Tentu saja, penerapan mekanisme PoRW secara skala masih menghadapi banyak tantangan: verifikasi yang dapat dipercaya dengan biaya rendah dalam skenario industri yang kompleks, standarisasi adaptasi robot dari berbagai merek, perlindungan privasi dan kepatuhan data industri, dan masalah lainnya masih memerlukan iterasi berkelanjutan dari teknologi dan industri.
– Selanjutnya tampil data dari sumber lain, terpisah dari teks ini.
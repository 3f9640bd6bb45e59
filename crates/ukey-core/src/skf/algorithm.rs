//! Algorithm identifier constants for the GM/T 0016 command set.
//!
//! Passed as the `alg_id` parameter of session-key and digest commands.
//! The values are the standard's `SGD_*` identifiers; anything else is
//! rejected by the peer with an invalid-parameter status.

/// Symmetric cipher identifiers (session-key export, encryption).
pub mod cipher {
    pub const SGD_SM1_ECB: u32 = 0x0000_0101;
    pub const SGD_SM1_CBC: u32 = 0x0000_0102;
    pub const SGD_SM4_ECB: u32 = 0x0000_0401;
    pub const SGD_SM4_CBC: u32 = 0x0000_0402;
}

/// Digest algorithm identifiers (`DigestInit`).
pub mod hash {
    pub const SGD_SM3: u32 = 0x0000_0001;
    pub const SGD_SHA1: u32 = 0x0000_0002;
    pub const SGD_SHA256: u32 = 0x0000_0004;
}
Namun tidak dapat disangkal bahwa PoRW telah membuka ruang imajinasi baru bagi kita: di masa depan, dengan perkembangan berkelanjutan dari AI Agent, teknologi robotik, dan perangkat keras yang dapat dipercaya, kita akan membangun pasar tenaga kerja mesin terdesentralisasi di seluruh dunia berdasarkan mekanisme PoRW.
Dalam pasar ini, robot dari sudut mana pun di dunia dapat secara mandiri mengambil tugas, menciptakan nilai, dan mendapatkan pendapatan tanpa bergantung pada penjadwalan platform terpusat; nilai kerja mesin akan dikonfirmasi dan dianalisis secara global melalui blockchain; robot tidak lagi menjadi alat tambahan bagi manusia, tetapi menjadi entitas pasar yang berpartisipasi dalam sirkulasi ekonomi dan menciptakan nilai bersama dengan manusia, benar-benar mewujudkan "nilai kontribusi mesin yang didefinisikan ulang". Dan ini, mungkin adalah jawaban akhir bagi Web3 untuk beralih dari dunia virtual ke ekonomi fisik, mewujudkan implementasi skala besar.